The new standard is “normal versus abnormal.”

In case you’re not following, Hillary is “normal” and…well…

And the reason for that is that Donald Trump’s political positions are (a) stupid, and (b) new. (I’m using “stupid” to represent all the words used by the press to describe Trump so that I don’t have to constantly say “psychopathic obnoxious thin-skinned vulgarian.” The 40 most common Trump adjectives are listed in the aforementioned article “Donald, You Ignorant Slut” if you’d like to memorize them and play parlor games.)

“A Trump endorsement is the only way for the ecosystem of the Times to remain fair and balanced.”
At any rate, Jim’s point is that history has reached a turning point. The very nature of the expository written word has been forever altered. We have a candidate for office whose DNA demands that we grind him into dust. As he goes on…

No living journalist [but many dead ones, I assume] has ever seen a major party nominee put financial conditions on the United States defense of NATO allies, openly fight with the family of a fallen American soldier, or entice Russia to meddle in a United States presidential election by hacking his opponent (a joke, Mr. Trump said later, that the media failed to get). And while coded appeals to racism or nationalism aren’t new—two words: Southern strategy—overt calls to temporarily bar Muslims from entry to the United States or questioning a federal judge’s impartiality based on his Mexican heritage are new.

It’s NEEEEWWWWWWW stuff, Mommy, I can’t write about it.

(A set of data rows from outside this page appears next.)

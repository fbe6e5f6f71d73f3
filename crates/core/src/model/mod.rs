mod identity;
mod ids;
mod problem;

pub use identity::{Account, Identity};
pub use ids::{AccountId, ParseIdError, ProblemId};
pub use problem::{Difficulty, Problem, RawProblem};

To further prove that these are positions so stupid that they give reporters a license to run a plumber’s snake up Donald’s rectum, Jim gets up from his desk in the business department, where he writes the media column, and walks over to Carolyn’s desk in the politics department. Carolyn Ryan, the newspaper’s senior editor for politics, then tells him that, yes,

If you have a nominee who expresses warmth toward one of our most mischievous and menacing adversaries, a nominee who shatters all the norms about how our leaders treat families whose sons have died for our country, a nominee proposing to rethink the alliances that have guided our foreign policy for 60 years, that demands coverage—copious coverage and aggressive coverage…. It doesn’t mean that we won’t vigorously pursue reporting lines on Hillary Clinton—we are and we will.

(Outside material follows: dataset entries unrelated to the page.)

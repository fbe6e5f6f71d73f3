//! Presentation-agnostic view data derived from the catalog and the
//! completed set: aggregate stats, filtering, pattern grouping, and
//! expand/collapse state.
//!
//! These are intentionally **not** UI view-models — no pre-formatted
//! strings, no layout assumptions. The component tree renders on top.

use std::collections::HashSet;

use tracker_core::Catalog;
use tracker_core::model::{Difficulty, Problem, ProblemId};

//
// ─── STATS ─────────────────────────────────────────────────────────────────────
//

/// Aggregate completion figures for a set of problems.
#[derive(Debug, Clone, Copy, PartialEq, Eq)]
pub struct ProgressSummary {
    pub total: usize,
    pub completed: usize,
    pub remaining: usize,
    /// Rounded whole percentage; 0 when `total` is 0.
    pub percentage: u8,
}

impl ProgressSummary {
    #[must_use]
    pub fn compute(total: usize, completed: usize) -> Self {
        let completed = completed.min(total);
        let percentage = if total == 0 {
            0
        } else {
            #[allow(clippy::cast_possible_truncation, clippy::cast_precision_loss)]
            let pct = ((completed as f64 / total as f64) * 100.0).round() as u8;
            pct
        };
        Self {
            total,
            completed,
            remaining: total - completed,
            percentage,
        }
    }

    #[must_use]
    pub fn rank(&self) -> Rank {
        Rank::from_percentage(self.percentage)
    }
}

/// Display rank derived from overall completion percentage.
#[derive(Debug, Clone, Copy, PartialEq, Eq)]
pub enum Rank {
    Novice,
    Apprentice,
    Specialist,
    Expert,
    Grandmaster,
}

impl Rank {
    #[must_use]
    pub fn from_percentage(percentage: u8) -> Self {
        match percentage {
            100.. => Rank::Grandmaster,
            76..=99 => Rank::Expert,
            51..=75 => Rank::Specialist,
            26..=50 => Rank::Apprentice,
            _ => Rank::Novice,
        }
    }

    #[must_use]
    pub fn as_str(&self) -> &'static str {
        match self {
            Rank::Novice => "Novice",
            Rank::Apprentice => "Apprentice",
            Rank::Specialist => "Specialist",
            Rank::Expert => "Expert",
            Rank::Grandmaster => "Grandmaster",
        }
    }
}

//
// ─── FILTERING & GROUPING ──────────────────────────────────────────────────────
//

/// Active search and filter criteria.
#[derive(Debug, Clone, Default, PartialEq, Eq)]
pub struct CatalogFilter {
    /// Case-insensitive substring match over title or pattern name.
    pub search: String,
    /// `None` means "All".
    pub difficulty: Option<Difficulty>,
    /// `None` means "All"; otherwise exact platform name.
    pub platform: Option<String>,
}

impl CatalogFilter {
    #[must_use]
    pub fn is_active(&self) -> bool {
        !self.search.is_empty() || self.difficulty.is_some() || self.platform.is_some()
    }

    #[must_use]
    pub fn matches(&self, problem: &Problem) -> bool {
        let matches_search = if self.search.is_empty() {
            true
        } else {
            let needle = self.search.to_lowercase();
            problem.title().to_lowercase().contains(&needle)
                || problem.pattern().to_lowercase().contains(&needle)
        };
        let matches_difficulty = self
            .difficulty
            .is_none_or(|d| problem.difficulty() == d);
        let matches_platform = self
            .platform
            .as_deref()
            .is_none_or(|p| problem.platform() == p);
        matches_search && matches_difficulty && matches_platform
    }
}

/// One pattern group after filtering, with its per-group completion.
#[derive(Debug, Clone)]
pub struct PatternGroupView<'a> {
    pub pattern: &'a str,
    pub sequence: Option<u32>,
    pub problems: Vec<&'a Problem>,
    pub summary: ProgressSummary,
}

impl PatternGroupView<'_> {
    #[must_use]
    pub fn is_fully_completed(&self) -> bool {
        self.summary.total > 0 && self.summary.completed == self.summary.total
    }
}

/// Groups the filtered catalog by pattern, ordered by pattern sequence
/// with sequence-less patterns last (stable among themselves).
///
/// With no active filter every pattern appears, even when empty; with an
/// active filter, patterns whose problems all filtered out are dropped.
#[must_use]
pub fn group_problems<'a>(
    catalog: &'a Catalog,
    filter: &CatalogFilter,
    completed: &HashSet<ProblemId>,
) -> Vec<PatternGroupView<'a>> {
    let mut groups: Vec<PatternGroupView<'a>> = catalog
        .patterns()
        .into_iter()
        .map(|pattern| PatternGroupView {
            pattern,
            sequence: catalog.pattern_sequence(pattern),
            problems: Vec::new(),
            summary: ProgressSummary::compute(0, 0),
        })
        .collect();

    for problem in catalog.problems() {
        if !filter.matches(problem) {
            continue;
        }
        if let Some(group) = groups.iter_mut().find(|g| g.pattern == problem.pattern()) {
            group.problems.push(problem);
        }
    }

    if filter.is_active() {
        groups.retain(|g| !g.problems.is_empty());
    }

    for group in &mut groups {
        let done = group
            .problems
            .iter()
            .filter(|p| completed.contains(p.id()))
            .count();
        group.summary = ProgressSummary::compute(group.problems.len(), done);
    }

    groups.sort_by(|a, b| match (a.sequence, b.sequence) {
        (Some(x), Some(y)) => x.cmp(&y),
        (Some(_), None) => std::cmp::Ordering::Less,
        (None, Some(_)) => std::cmp::Ordering::Greater,
        (None, None) => std::cmp::Ordering::Equal,
    });

    groups
}

//
// ─── EXPAND / COLLAPSE ─────────────────────────────────────────────────────────
//

/// Which pattern groups are currently expanded.
///
/// Starts all-expanded; bulk operations are scoped to the groups visible
/// under the current filter so a filtered "collapse all" does not disturb
/// hidden groups.
#[derive(Debug, Clone, Default)]
pub struct ExpandedPatterns {
    expanded: HashSet<String>,
}

impl ExpandedPatterns {
    /// All of the catalog's patterns start expanded.
    #[must_use]
    pub fn all(catalog: &Catalog) -> Self {
        Self {
            expanded: catalog.patterns().iter().map(|p| (*p).to_string()).collect(),
        }
    }

    #[must_use]
    pub fn is_expanded(&self, pattern: &str) -> bool {
        self.expanded.contains(pattern)
    }

    pub fn toggle(&mut self, pattern: &str) {
        if !self.expanded.remove(pattern) {
            self.expanded.insert(pattern.to_string());
        }
    }

    pub fn expand_all<'a>(&mut self, visible: impl IntoIterator<Item = &'a str>) {
        for pattern in visible {
            self.expanded.insert(pattern.to_string());
        }
    }

    pub fn collapse_all<'a>(&mut self, visible: impl IntoIterator<Item = &'a str>) {
        for pattern in visible {
            self.expanded.remove(pattern);
        }
    }

    /// True when every visible group is expanded (and there is at least
    /// one).
    #[must_use]
    pub fn all_expanded<'a>(&self, visible: impl IntoIterator<Item = &'a str>) -> bool {
        let mut any = false;
        for pattern in visible {
            any = true;
            if !self.expanded.contains(pattern) {
                return false;
            }
        }
        any
    }

    /// Auto-expands every pattern with a problem matching the active
    /// search, leaving other groups as they were.
    pub fn expand_matches(&mut self, catalog: &Catalog, search: &str) {
        if search.is_empty() {
            return;
        }
        let needle = search.to_lowercase();
        for problem in catalog.problems() {
            if problem.title().to_lowercase().contains(&needle)
                || problem.pattern().to_lowercase().contains(&needle)
            {
                self.expanded.insert(problem.pattern().to_string());
            }
        }
    }
}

So Carolyn is apparently a bit of a flag-waver—I’m impressed—and a conservative on foreign policy, and she says that patriotism demands that we stick it to Trump daily.

Jim then closes the deal by journeying to the opposite end of the coun…well, the opposite end of the I-95 corr…well, the opposite end of the Amtrak Acela high-speed train route to D.C. and seeking out the managing editor of The Washington Post, the most consistent “Donald Trump Is a Dickwad” organ even by the standards of sophisticated Trumpian screedology.

“When controversy is being stoked,” explains Cameron Barr, presumably from his corner table at the National Press Club, “it’s our obligation to report that. If one candidate is doing that more aggressively and consistently than the other, that is an imbalance for sure…. It’s not one that we create, it’s one that the candidate is creating.”

In other words, it’s Donald Trump’s fault for being Donald Trump. He’s stoking things, presumably with his Twitter account.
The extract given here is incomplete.